I tend towards the beautiful soul position, but at least I admit it. Also - and maybe I could phrase this better - would it have been wrong for Peruvians to have worked for Vladimiro Montesinos downfall, i.e. carrying the Amerian's water, or to be relieved at his removal by the Imperialists? (it's interesting Krauss keeps his focus on Latin America and fails to mention Hussein or Putin or the Taliban. Am I forgetting anyone? Mobutu? Suharto?)

Peter

http://www.nytimes.com/2000/10/08/weekinreview/08KRAU.html

New York Times/Week in Review October 8, 2000

THE WORLD Our (and Their) Man in Peru By CLIFFORD KRAUSS

LIMA, Peru -- In recent years President Clinton has apologized for the C.I.A.'s training of death squad leaders in Guatemala and has made public once-secret files on the killing of leftists in El Salvador, Chile and Argentina. The aim was to show that democracy and human rights have a new importance in American policy in Latin America now that the cold war is over.

But the rise and fall of Vladimiro Montesinos, President Alberto K. Fujimori's intelligence chief, who recently fled for asylum in Panama with a helping hand from Washington, suggests that the change in priorities may not be so great.

Until his recent disgrace, Mr. Montesinos flourished all during President Clinton's watch. Long after there were credible reports that he was involved in torture, disappearances, election-fixing and taking bribes from drug traffickers, the C.I.A. continued to use him as a valued asset. Even the State Department, which has pushed hard for a democratic opening in Peru, used him as a go-between in negotiations with President Fujimori.

The experience raises the question of what has changed since the days when Washington more or less openly promoted the autocratic likes of Anastasio Somoza in Nicaragua, Augusto Pinochet in Chile and Manuel Noriega in Panama.

In those days, too, there was talk of "democratic values." In practice, though, those values won out in policy debates only when they converged with cold war interests — like containing Cuba, overthrowing Nicaragua's Sandinistas or stemming the rise of Salvadoran leftist rebels. The heyday of doing business with generals and dictators was the 1950's, 1960's and early 1970's.

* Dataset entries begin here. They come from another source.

//! CLI entrypoint: gateway daemon plus REST client subcommands.

mod client;
mod config;
mod daemon;
#[cfg(test)]
mod test_support;

use std::path::PathBuf;
use std::sync::Arc;

use anyhow::Context;
use clap::{Parser, Subcommand, ValueEnum};
use gateway::{
    QueueGateway, QuicServer, QuicServerHandle, SessionSweeper, ensure_crypto_provider,
};
use proto::GatewayError;
use rest::{Encoding, RestServer};
use tokio::sync::oneshot;
use tokio::task::JoinHandle;
use tracing::{Instrument, debug, error, info, info_span, warn};
use tracing_subscriber::{EnvFilter, Layer, fmt, layer::SubscriberExt, util::SubscriberInitExt};

use crate::client::{GatewayClient, ReadParams};
use crate::config::Config;

const SERVICE_NAME: &str = "mq-gateway";

/// Top-level command-line arguments.
#[derive(Parser)]
#[command(name = "mq-gateway")]
#[command(about = "Message queue protocol gateway", version)]
struct Cli {
    /// Path to config file
    #[arg(short, long, global = true)]
    config: Option<PathBuf>,

    /// Log level (trace, debug, info, warn, error)
    #[arg(short, long, default_value = "info", global = true)]
    log_level: String,

    /// Console log format
    #[arg(long, value_enum, default_value_t = LogFormat::Text, global = true)]
    log_format: LogFormat,

    /// Also write debug-level logs to daily files in this directory
    #[arg(long, global = true)]
    log_dir: Option<PathBuf>,

    /// Gateway REST base URL for client commands (default: local REST port)
    #[arg(long, global = true)]
    url: Option<String>,

    #[command(subcommand)]
    command: Commands,
}

#[derive(Debug, Clone, Copy, PartialEq, Eq, ValueEnum)]
enum LogFormat {
    Text,
    Json,
}

#[derive(Subcommand)]
enum Commands {
    /// Run the gateway (REST and RPC adapters) until SIGINT/SIGTERM
    Start,

    /// Put one message on a queue
    Put {
        queue: String,
        message: String,
        /// Message argument is base64 encoded
        #[arg(long)]
        base64: bool,
    },

    /// Get (remove) the next message from a queue
    Get {
        queue: String,
        #[arg(long, default_value_t = 0)]
        wait_ms: i64,
        #[arg(long, default_value_t = 0)]
        max_bytes: i64,
        /// Print the message base64 encoded
        #[arg(long)]
        base64: bool,
    },

    /// Browse messages without removing them
    Browse {
        queue: String,
        /// Maximum number of messages to show
        #[arg(short = 'n', long, default_value_t = 10)]
        count: usize,
        #[arg(long, default_value_t = 0)]
        wait_ms: i64,
        #[arg(long, default_value_t = 0)]
        max_bytes: i64,
        #[arg(long)]
        base64: bool,
    },

    /// Show queue attributes
    Inquire { queue: String },
}

impl Commands {
    fn label(&self) -> &'static str {
        match self {
            Commands::Start => "start",
            Commands::Put { .. } => "put",
            Commands::Get { .. } => "get",
            Commands::Browse { .. } => "browse",
            Commands::Inquire { .. } => "inquire",
        }
    }
}

#[tokio::main]
async fn main() -> anyhow::Result<()> {
    let cli = Cli::parse();

    // WorkerGuard must outlive main() so buffered file writes are flushed on exit.
    let _file_guard = init_tracing(&cli)?;
    info!(
        version = env!("CARGO_PKG_VERSION"),
        command = cli.command.label(),
        "mq-gateway invoked"
    );

    let config = Config::load(cli.config.as_deref()).context("loading configuration")?;

    match cli.command {
        Commands::Start => {
            let span = info_span!("gateway", service = SERVICE_NAME);
            cmd_start(config).instrument(span).await
        }
        command => {
            let base = cli
                .url
                .unwrap_or_else(|| format!("http://127.0.0.1:{}", config.rest.port));
            let client = GatewayClient::new(base);
            debug!(url = client.base(), "Using gateway REST endpoint");
            run_client(client, command).await
        }
    }
}

fn init_tracing(
    cli: &Cli,
) -> anyhow::Result<Option<tracing_appender::non_blocking::WorkerGuard>> {
    let console_filter =
        EnvFilter::try_from_default_env().unwrap_or_else(|_| EnvFilter::new(&cli.log_level));
    let console = match cli.log_format {
        LogFormat::Text => fmt::layer().with_target(false).boxed(),
        LogFormat::Json => fmt::layer()
            .json()
            .with_current_span(true)
            .with_span_list(false)
            .boxed(),
    }
    .with_filter(console_filter);

    let (file, guard) = match &cli.log_dir {
        Some(dir) => {
            std::fs::create_dir_all(dir)
                .with_context(|| format!("creating log directory {}", dir.display()))?;
            let appender = tracing_appender::rolling::daily(dir, "mq-gateway.log");
            let (writer, guard) = tracing_appender::non_blocking(appender);
            let layer = fmt::layer()
                .with_writer(writer)
                .with_target(true)
                .with_ansi(false)
                .with_filter(EnvFilter::new("debug,hyper_util=info,rustls=info,quinn=info"));
            (Some(layer), Some(guard))
        }
        None => (None, None),
    };

    tracing_subscriber::registry()
        .with(console)
        .with(file)
        .init();
    Ok(guard)
}

/// Connects the backend and serves until SIGINT/SIGTERM.
async fn cmd_start(config: Config) -> anyhow::Result<()> {
    info!("Starting mq-gateway");

    let options = config.to_connection_options()?;
    let client = gateway::connect(&options).await?;
    let core = Arc::new(QueueGateway::with_ttl(client, config.browse.ttl()));
    info!(
        ttl_secs = core.browse_ttl().as_secs(),
        "Gateway core ready"
    );

    let pid_file = daemon::PidFile::new(daemon::PidFile::default_path());
    let served = serve(&config, core, async {
        pid_file.write().await?;
        if let Err(e) = daemon::wait_for_shutdown().await {
            error!("Signal handling failed: {e}");
        }
        Ok::<(), anyhow::Error>(())
    })
    .await;

    pid_file.remove().await;
    info!("mq-gateway stopped");
    served
}

/// Starts the adapters around `core`, waits for `until`, then tears down.
///
/// Teardown always runs, also when an adapter fails to start: the core
/// closes its browse sessions and disconnects before the adapters stop.
async fn serve<F>(config: &Config, core: Arc<QueueGateway>, until: F) -> anyhow::Result<()>
where
    F: Future<Output = anyhow::Result<()>>,
{
    let sweeper = config
        .browse
        .sweep_interval()
        .map(|interval| SessionSweeper::spawn(core.clone(), interval));

    let mut adapters = Adapters::default();
    let served = match adapters.start(config, &core).await {
        Ok(()) => until.await,
        Err(e) => {
            error!("Adapter startup failed: {e:#}");
            Err(e)
        }
    };

    if let Some(sweeper) = sweeper {
        sweeper.stop();
    }
    core.shutdown().await;
    adapters.stop().await;
    served
}

/// Running protocol adapters.
#[derive(Default)]
struct Adapters {
    rest: Option<(oneshot::Sender<()>, JoinHandle<Result<(), GatewayError>>)>,
    rpc: Option<(QuicServerHandle, JoinHandle<()>)>,
}

impl Adapters {
    /// Starts the enabled adapters. Ones already running stay recorded on error.
    async fn start(&mut self, config: &Config, core: &Arc<QueueGateway>) -> anyhow::Result<()> {
        if config.rest.enabled {
            let server = RestServer::bind(config.rest.socket_addr()?, core.clone()).await?;
            let (stop, stopped) = oneshot::channel::<()>();
            let shutdown = async move {
                let _ = stopped.await;
            };
            let task = tokio::spawn(server.run(shutdown).in_current_span());
            self.rest = Some((stop, task));
        }

        if config.rpc.enabled {
            ensure_crypto_provider();
            let addr = config.rpc.socket_addr()?;
            let server = match (&config.rpc.cert_path, &config.rpc.key_path) {
                (Some(cert), Some(key)) => {
                    let cert_pem =
                        std::fs::read(cert).with_context(|| format!("reading {cert}"))?;
                    let key_pem = std::fs::read(key).with_context(|| format!("reading {key}"))?;
                    QuicServer::new_with_certs(addr, &cert_pem, &key_pem, core.clone())?
                }
                (None, None) => QuicServer::new_self_signed(addr, core.clone())?,
                _ => anyhow::bail!("rpc.cert_path and rpc.key_path must be set together"),
            };
            let handle = server.handle();
            self.rpc = Some((handle, tokio::spawn(server.run().in_current_span())));
        }
        Ok(())
    }

    async fn stop(self) {
        if let Some((handle, task)) = self.rpc {
            handle.close();
            if let Err(e) = task.await {
                warn!("RPC server task ended abnormally: {e}");
            }
        }

        if let Some((stop, task)) = self.rest {
            let _ = stop.send(());
            match task.await {
                Ok(Ok(())) => {}
                Ok(Err(e)) => error!("REST adapter error: {e}"),
                Err(e) => warn!("REST server task ended abnormally: {e}"),
            }
        }
    }
}

async fn run_client(client: GatewayClient, command: Commands) -> anyhow::Result<()> {
    match command {
        Commands::Put {
            queue,
            message,
            base64,
        } => {
            client.put(&queue, &message, encoding(base64)).await?;
            println!("ok");
        }
        Commands::Get {
            queue,
            wait_ms,
            max_bytes,
            base64,
        } => {
            let response = client
                .get(&queue, read_params(wait_ms, max_bytes, base64))
                .await?;
            match response.message {
                Some(message) if !response.empty => println!("{message}"),
                _ => println!("(empty)"),
            }
        }
        Commands::Browse {
            queue,
            count,
            wait_ms,
            max_bytes,
            base64,
        } => {
            let messages = client
                .browse(&queue, count, read_params(wait_ms, max_bytes, base64))
                .await?;
            if messages.is_empty() {
                println!("(empty)");
            }
            for (i, message) in messages.iter().enumerate() {
                println!("[{}] {message}", i + 1);
            }
        }
        Commands::Inquire { queue } => {
            let info = client.inquire(&queue).await?;
            println!("{}", serde_json::to_string_pretty(&info)?);
        }
        Commands::Start => anyhow::bail!("start is not a client command"),
    }
    Ok(())
}

fn encoding(base64: bool) -> Encoding {
    if base64 { Encoding::Base64 } else { Encoding::Text }
}

fn read_params(wait_ms: i64, max_msg_bytes: i64, base64: bool) -> ReadParams {
    ReadParams {
        wait_ms,
        max_msg_bytes,
        encoding: encoding(base64),
    }
}

#[cfg(test)]
mod tests {
    use gateway::InMemoryQueueManager;

    use super::*;

    const Q: &str = "DEV.QUEUE.1";

    fn local_config() -> Config {
        let mut config = Config::default();
        config.rest.bind = "127.0.0.1".to_string();
        config.rest.port = 0;
        config.rpc.bind = "127.0.0.1".to_string();
        config.rpc.port = 0;
        config
    }

    async fn core_with_open_session() -> (Arc<InMemoryQueueManager>, Arc<QueueGateway>) {
        let qm = Arc::new(InMemoryQueueManager::with_queues("QM1", [Q]));
        let core = Arc::new(QueueGateway::new(qm.clone()));
        core.put(Q, b"m").await.expect("put");
        core.browse_first(Q, 0, 0).await.expect("browse");
        assert_eq!(qm.stats().browse_open, 1);
        (qm, core)
    }

    #[tokio::test]
    async fn adapter_startup_failure_still_shuts_core_down() {
        let (qm, core) = core_with_open_session().await;
        let mut config = local_config();
        config.rpc.cert_path = Some("only-cert.pem".to_string());

        let err = serve(&config, core.clone(), async { Ok(()) })
            .await
            .expect_err("half-configured certificates must fail");
        assert!(err.to_string().contains("must be set together"));

        assert!(core.is_shut_down());
        let stats = qm.stats();
        assert_eq!(stats.browse_open, 0);
        assert!(!stats.connected);
    }

    #[tokio::test]
    async fn invalid_bind_address_still_shuts_core_down() {
        let (qm, core) = core_with_open_session().await;
        let mut config = local_config();
        config.rest.bind = "not-an-ip".to_string();

        serve(&config, core.clone(), async { Ok(()) })
            .await
            .expect_err("bad bind address must fail");
        assert!(core.is_shut_down());
        assert!(!qm.stats().connected);
    }

    #[tokio::test]
    async fn serve_tears_down_after_shutdown_future() {
        let (qm, core) = core_with_open_session().await;
        let mut config = local_config();
        config.browse.sweep_interval_secs = 60;

        serve(&config, core.clone(), async { Ok(()) })
            .await
            .expect("serve");
        assert!(core.is_shut_down());
        assert_eq!(qm.stats().browse_open, 0);
    }

    #[test]
    fn cli_parses_global_flags_after_subcommand() {
        let cli = Cli::try_parse_from([
            "mq-gateway",
            "get",
            "DEV.QUEUE.1",
            "--wait-ms",
            "250",
            "--log-format",
            "json",
        ])
        .expect("parse");
        assert_eq!(cli.log_format, LogFormat::Json);
        match cli.command {
            Commands::Get { queue, wait_ms, .. } => {
                assert_eq!(queue, "DEV.QUEUE.1");
                assert_eq!(wait_ms, 250);
            }
            _ => panic!("expected get"),
        }
    }

    #[test]
    fn browse_defaults_to_ten_messages() {
        let cli = Cli::try_parse_from(["mq-gateway", "browse", "Q"]).expect("parse");
        assert!(matches!(cli.command, Commands::Browse { count: 10, .. }));
        assert_eq!(cli.command.label(), "browse");
    }

    #[test]
    fn start_requires_no_arguments() {
        let cli = Cli::try_parse_from(["mq-gateway", "--config", "gw.toml", "start"])
            .expect("parse");
        assert!(matches!(cli.command, Commands::Start));
        assert_eq!(cli.config, Some(PathBuf::from("gw.toml")));
        assert_eq!(cli.log_format, LogFormat::Text);
    }

    #[test]
    fn read_params_select_encoding() {
        assert_eq!(read_params(0, 0, true).encoding, Encoding::Base64);
        assert_eq!(read_params(0, 0, false).encoding, Encoding::Text);
    }
}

Then the Carter, Reagan and Bush administrations incorporated the sponsorship of free elections into their playbooks for keeping leftists out of power. With confidence in electorates that were not radical, they helped support Latin America's dramatic emergence from the era of military rule. So by the time President Clinton was proclaiming his support for democracy, he was in the morally comfortable position of dealing almost exclusively with civilian presidents.

Here and there, though, new short-term policy imperatives were also cropping up. In Colombia and Peru, the drug trade was rising and old guerrilla movements survived. Tips were needed to locate the newest cocaine traffic route and to foil terrorist attacks. So there were still temptations (and rewards) for dealing with the likes of Mr. Montesinos. "The problem is the C.I.A. people want to collect intelligence and the D.E.A. people want to show good numbers on interdictions and the human rights argument gets short shrift," said Elliott Abrams, who was President Reagan's assistant secretary of state for inter- American affairs. "There comes a point when you have to say, `I don't care that he is useful because he is a monster.' "

In Mr. Montesinos's case, that point finally came in September, when a domestic scandal erupted over his involvement in bribing a legislator. Months before, United States officials say, the State Department had questioned continuing the American relationship with him because he had designed the dirty tricks campaign that led to Mr. Fujimori's tainted election in May. But what finally tilted the balance against him had little to do with human rights or democracy. By the time the bribery scandal broke, he had lost the C.I.A.'s sympathy because it had evidence that he was involved in, or at least knew about, Peruvian gunrunning to Colombia's guerrillas at the very moment Washington was preparing a push against drugs in rebel-held areas.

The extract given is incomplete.